The songs made up their prayers, their worship. Even if the God they blessed had departed Zion’s temple with all the cherubim and seraphim, they remembered that they once worshipped such a God. Even if the temple with its sweet-smelling offerings now lay in desecrated silence, their songs reminded them that they had once sung and danced and played in the courts of the LORD God of Hosts. So, they sang and remembered and prayed that the God who had loved them in Zion would remember them in Babylon. The assembly of old exiles in Babylon might not comprise the courts of the LORD, but in that assembly, by means of those old childhood wisdom songs, there began to grow among them the mad conviction, fleeting at first, but ever sturdier as the years went by, that the LORD who had loved them in Zion and delighted to hear their songs in the temple courts might not be so ephemeral as they had first imagined. Could they meditate on the Torah of the LORD on the banks of the Tigris as well as in the streets of Jerusalem? How absurd that sounded for these captives to think such things. But still they sang.

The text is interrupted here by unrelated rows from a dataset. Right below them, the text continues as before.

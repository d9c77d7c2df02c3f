/// Request construction for every Tokopay endpoint.
///
/// Builders here are pure: they take already-validated arguments and produce
/// an [`ApiRequest`] that any [`Transport`](crate::transport::Transport) can
/// execute. Field names follow the gateway exactly, including its
/// inconsistencies (`ref_id` vs `reff_id`, `nominal` vs `amount`).
use std::fmt;

use serde::Serialize;
use serde_json::{json, Value};

use crate::encoding::{amount_json_value, amount_query_value, serialize_amount};
use crate::models::{CreateOrderParams, OrderItem, PaymentMethod};
use crate::signer::Credentials;

/// HTTP verb of an endpoint.
#[derive(Debug, Clone, Copy, PartialEq, Eq)]
pub enum HttpMethod {
    Get,
    Post,
}

impl HttpMethod {
    pub fn as_str(&self) -> &'static str {
        match self {
            HttpMethod::Get => "GET",
            HttpMethod::Post => "POST",
        }
    }
}

impl fmt::Display for HttpMethod {
    fn fmt(&self, f: &mut fmt::Formatter<'_>) -> fmt::Result {
        f.write_str(self.as_str())
    }
}

/// Remote endpoints consumed by the SDK.
#[derive(Debug, Clone, Copy, PartialEq, Eq)]
pub enum Endpoint {
    /// GET /v1/merchant/balance
    MerchantBalance,
    /// GET /v1/order (status check and simple order share it)
    OrderQuery,
    /// POST /v1/order
    CreateOrder,
    /// POST /v1/merchant/tarik-saldo
    TarikSaldo,
    /// POST /v1/order/retry
    RetryOrder,
    /// POST /v1/order/cancel
    CancelOrder,
}

impl Endpoint {
    pub fn method(&self) -> HttpMethod {
        match self {
            Endpoint::MerchantBalance | Endpoint::OrderQuery => HttpMethod::Get,
            Endpoint::CreateOrder
            | Endpoint::TarikSaldo
            | Endpoint::RetryOrder
            | Endpoint::CancelOrder => HttpMethod::Post,
        }
    }

    pub fn path(&self) -> &'static str {
        match self {
            Endpoint::MerchantBalance => "/v1/merchant/balance",
            Endpoint::OrderQuery | Endpoint::CreateOrder => "/v1/order",
            Endpoint::TarikSaldo => "/v1/merchant/tarik-saldo",
            Endpoint::RetryOrder => "/v1/order/retry",
            Endpoint::CancelOrder => "/v1/order/cancel",
        }
    }
}

/// Request parameters: a query string for GET, a JSON body for POST.
#[derive(Debug, Clone, PartialEq)]
pub enum Params {
    Query(Vec<(&'static str, String)>),
    Json(Value),
}

/// A fully built request, ready for a transport.
#[derive(Clone, PartialEq)]
pub struct ApiRequest {
    pub endpoint: Endpoint,
    pub url: String,
    pub params: Params,
}

impl ApiRequest {
    fn new(api_base: &str, endpoint: Endpoint, params: Params) -> Self {
        Self {
            endpoint,
            url: format!("{}{}", api_base, endpoint.path()),
            params,
        }
    }

    pub fn method(&self) -> HttpMethod {
        self.endpoint.method()
    }

    /// Value of a query parameter, `None` for body requests.
    pub fn query_param(&self, key: &str) -> Option<&str> {
        match &self.params {
            Params::Query(pairs) => pairs
                .iter()
                .find(|(k, _)| *k == key)
                .map(|(_, v)| v.as_str()),
            Params::Json(_) => None,
        }
    }

    pub fn body(&self) -> Option<&Value> {
        match &self.params {
            Params::Json(body) => Some(body),
            Params::Query(_) => None,
        }
    }
}

/// Parameter keys whose values authenticate a request and never reach logs.
const REDACTED_KEYS: [&str; 2] = ["secret", "signature"];
const REDACTED: &str = "<redacted>";

// The raw secret and the replayable signature ride along in requests.
impl fmt::Debug for ApiRequest {
    fn fmt(&self, f: &mut fmt::Formatter<'_>) -> fmt::Result {
        let params = match &self.params {
            Params::Query(pairs) => Params::Query(
                pairs
                    .iter()
                    .map(|(k, v)| {
                        if REDACTED_KEYS.contains(k) {
                            (*k, REDACTED.to_string())
                        } else {
                            (*k, v.clone())
                        }
                    })
                    .collect(),
            ),
            Params::Json(body) => {
                let mut body = body.clone();
                if let Some(map) = body.as_object_mut() {
                    for key in REDACTED_KEYS {
                        if let Some(value) = map.get_mut(key) {
                            *value = Value::String(REDACTED.to_string());
                        }
                    }
                }
                Params::Json(body)
            }
        };
        f.debug_struct("ApiRequest")
            .field("method", &self.method())
            .field("url", &self.url)
            .field("params", &params)
            .finish()
    }
}

#[derive(Serialize)]
struct CreateOrderBody<'a> {
    merchant_id: &'a str,
    kode_channel: PaymentMethod,
    reff_id: &'a str,
    #[serde(serialize_with = "serialize_amount")]
    amount: f64,
    customer_name: &'a str,
    customer_email: &'a str,
    #[serde(skip_serializing_if = "Option::is_none")]
    customer_phone: Option<&'a str>,
    #[serde(skip_serializing_if = "Option::is_none")]
    redirect_url: Option<&'a str>,
    expired_ts: u64,
    signature: String,
    #[serde(skip_serializing_if = "Option::is_none")]
    items: Option<&'a [OrderItem]>,
}

// ---------------------------------------------------------------------------
// Builders
// ---------------------------------------------------------------------------

/// GET /v1/merchant/balance
pub fn merchant_balance(api_base: &str, credentials: &Credentials) -> ApiRequest {
    ApiRequest::new(
        api_base,
        Endpoint::MerchantBalance,
        Params::Query(vec![
            ("merchant", credentials.merchant_id().to_string()),
            ("signature", credentials.signature()),
        ]),
    )
}

/// GET /v1/order. Authenticated with the raw secret, not a signature.
pub fn order_query(
    api_base: &str,
    credentials: &Credentials,
    ref_id: &str,
    method: PaymentMethod,
    nominal: f64,
) -> ApiRequest {
    ApiRequest::new(
        api_base,
        Endpoint::OrderQuery,
        Params::Query(vec![
            ("merchant", credentials.merchant_id().to_string()),
            ("secret", credentials.secret().to_string()),
            ("ref_id", ref_id.to_string()),
            ("nominal", amount_query_value(nominal)),
            ("metode", method.code().to_string()),
        ]),
    )
}

/// POST /v1/order
pub fn create_order(
    api_base: &str,
    credentials: &Credentials,
    params: &CreateOrderParams,
    kode_channel: PaymentMethod,
) -> Result<ApiRequest, serde_json::Error> {
    let body = CreateOrderBody {
        merchant_id: credentials.merchant_id(),
        kode_channel,
        reff_id: &params.ref_id,
        amount: params.amount,
        customer_name: &params.customer_name,
        customer_email: &params.customer_email,
        customer_phone: params.customer_phone.as_deref(),
        redirect_url: params.redirect_url.as_deref(),
        expired_ts: params.expired_ts,
        signature: credentials.signature_for(&params.ref_id),
        items: params.items.as_deref(),
    };
    Ok(ApiRequest::new(
        api_base,
        Endpoint::CreateOrder,
        Params::Json(serde_json::to_value(body)?),
    ))
}

/// POST /v1/merchant/tarik-saldo
pub fn tarik_saldo(api_base: &str, credentials: &Credentials, nominal: f64) -> ApiRequest {
    ApiRequest::new(
        api_base,
        Endpoint::TarikSaldo,
        Params::Json(json!({
            "nominal": amount_json_value(nominal),
            "merchant_id": credentials.merchant_id(),
            "signature": credentials.signature(),
        })),
    )
}

/// POST /v1/order/retry
pub fn retry_order(api_base: &str, credentials: &Credentials, ref_id: &str) -> ApiRequest {
    ApiRequest::new(
        api_base,
        Endpoint::RetryOrder,
        ref_id_body(credentials, ref_id),
    )
}

/// POST /v1/order/cancel
pub fn cancel_order(api_base: &str, credentials: &Credentials, ref_id: &str) -> ApiRequest {
    ApiRequest::new(
        api_base,
        Endpoint::CancelOrder,
        ref_id_body(credentials, ref_id),
    )
}

fn ref_id_body(credentials: &Credentials, ref_id: &str) -> Params {
    Params::Json(json!({
        "merchant_id": credentials.merchant_id(),
        "ref_id": ref_id,
        "signature": credentials.signature_for(ref_id),
    }))
}
/// Client configuration for the Tokopay API.
use std::time::Duration;

use url::Url;

use crate::errors::TokopayError;

/// Production API base URL.
pub const DEFAULT_API_BASE: &str = "https://api.tokopay.id";

/// Default request timeout handed to the HTTP transport.
pub const DEFAULT_TIMEOUT: Duration = Duration::from_secs(30);

/// Configuration holding the API base URL and transport options.
#[derive(Debug, Clone)]
pub struct ClientConfig {
    pub api_base: String,
    /// Dump full requests and responses to the `tokopay_sdk::trace` log target.
    pub debug: bool,
    pub timeout: Option<Duration>,
    pub user_agent: String,
}

impl ClientConfig {
    pub fn with_api_base(mut self, api_base: impl Into<String>) -> Self {
        self.api_base = api_base.into();
        self
    }

    pub fn with_debug(mut self, debug: bool) -> Self {
        self.debug = debug;
        self
    }

    pub fn with_timeout(mut self, timeout: Option<Duration>) -> Self {
        self.timeout = timeout;
        self
    }

    pub fn with_user_agent(mut self, user_agent: impl Into<String>) -> Self {
        self.user_agent = user_agent.into();
        self
    }

    /// Validate `api_base` and return it without trailing slashes.
    pub fn normalized_api_base(&self) -> Result<String, TokopayError> {
        let parsed = Url::parse(&self.api_base)?;
        if !matches!(parsed.scheme(), "http" | "https") {
            return Err(TokopayError::validation(format!(
                "Invalid API base URL: unsupported scheme {}",
                parsed.scheme()
            )));
        }
        Ok(self.api_base.trim_end_matches('/').to_string())
    }
}

impl Default for ClientConfig {
    fn default() -> Self {
        Self {
            api_base: DEFAULT_API_BASE.into(),
            debug: false,
            timeout: Some(DEFAULT_TIMEOUT),
            user_agent: concat!("tokopay-sdk/", env!("CARGO_PKG_VERSION")).into(),
        }
    }
}

#[cfg(test)]
mod tests {
    use super::*;
    use crate::errors::ErrorCode;

    #[test]
    fn default_points_at_production() {
        let config = ClientConfig::default();
        assert_eq!(config.api_base, "https://api.tokopay.id");
        assert!(!config.debug);
        assert_eq!(config.timeout, Some(DEFAULT_TIMEOUT));
    }

    #[test]
    fn trailing_slashes_are_trimmed() {
        let config = ClientConfig::default().with_api_base("http://localhost:8080//");
        assert_eq!(
            config.normalized_api_base().unwrap(),
            "http://localhost:8080"
        );
    }

    #[test]
    fn invalid_base_is_a_validation_error() {
        let err = ClientConfig::default()
            .with_api_base("not a url")
            .normalized_api_base()
            .unwrap_err();
        assert_eq!(err.code, ErrorCode::ValidationError);

        let err = ClientConfig::default()
            .with_api_base("ftp://api.tokopay.id")
            .normalized_api_base()
            .unwrap_err();
        assert_eq!(err.code, ErrorCode::ValidationError);
    }
}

We may need a few of those childhood melodies ourselves. What shall we sing as we watch the news from Raleigh Wednesday when the heroes, who teach our children and grandchildren, intercede for their young charges by asking us for a living wage, for adequate insurance, and for classroom assistance so that they can continue their devotion to the precious souls in their charge? And I’m not sure exactly what songs are adequate as we experience the renewal of racism in our country or face the specter of hunger in this rich land, but we need to find them. We need to sing again about God’s Torah, about that deep truth in God’s universe that makes bigotry always evil and cruelty always unthinkable. Something has to remind us that separating children from parents at our borders is always wicked and that making it a crime to sit in Starbucks is always unjust. There must be a song we once sang that tells us that God’s truth stands taller than official lies and that keeping our promises to others is more than just a convenient political strategy. We need to sing as the exiles once sang.
The exiles sang without hope at first, for the structures of power in ancient Babylon did not lend themselves to much in the way of hope. But the singing reminded them of what they wanted, reminded them that they wanted the old things they longed for as children: a God to love them and a holy Torah that made all things conspire together for good, justice for themselves and for their neighbors, and maybe fewer seats for those scornful, who insist there is no truth, no Torah, no real justice, and no real hope.
And perhaps we can imagine ourselves sitting in the seats of the joyful or standing by the watercourses like tall trees or walking again in the way of the righteous, believing with some small part of our heart of hearts that God really does mean for us to live like that, means for us to live the way we imagined free people in God’s kingdom should live. If we can sing, we can believe again.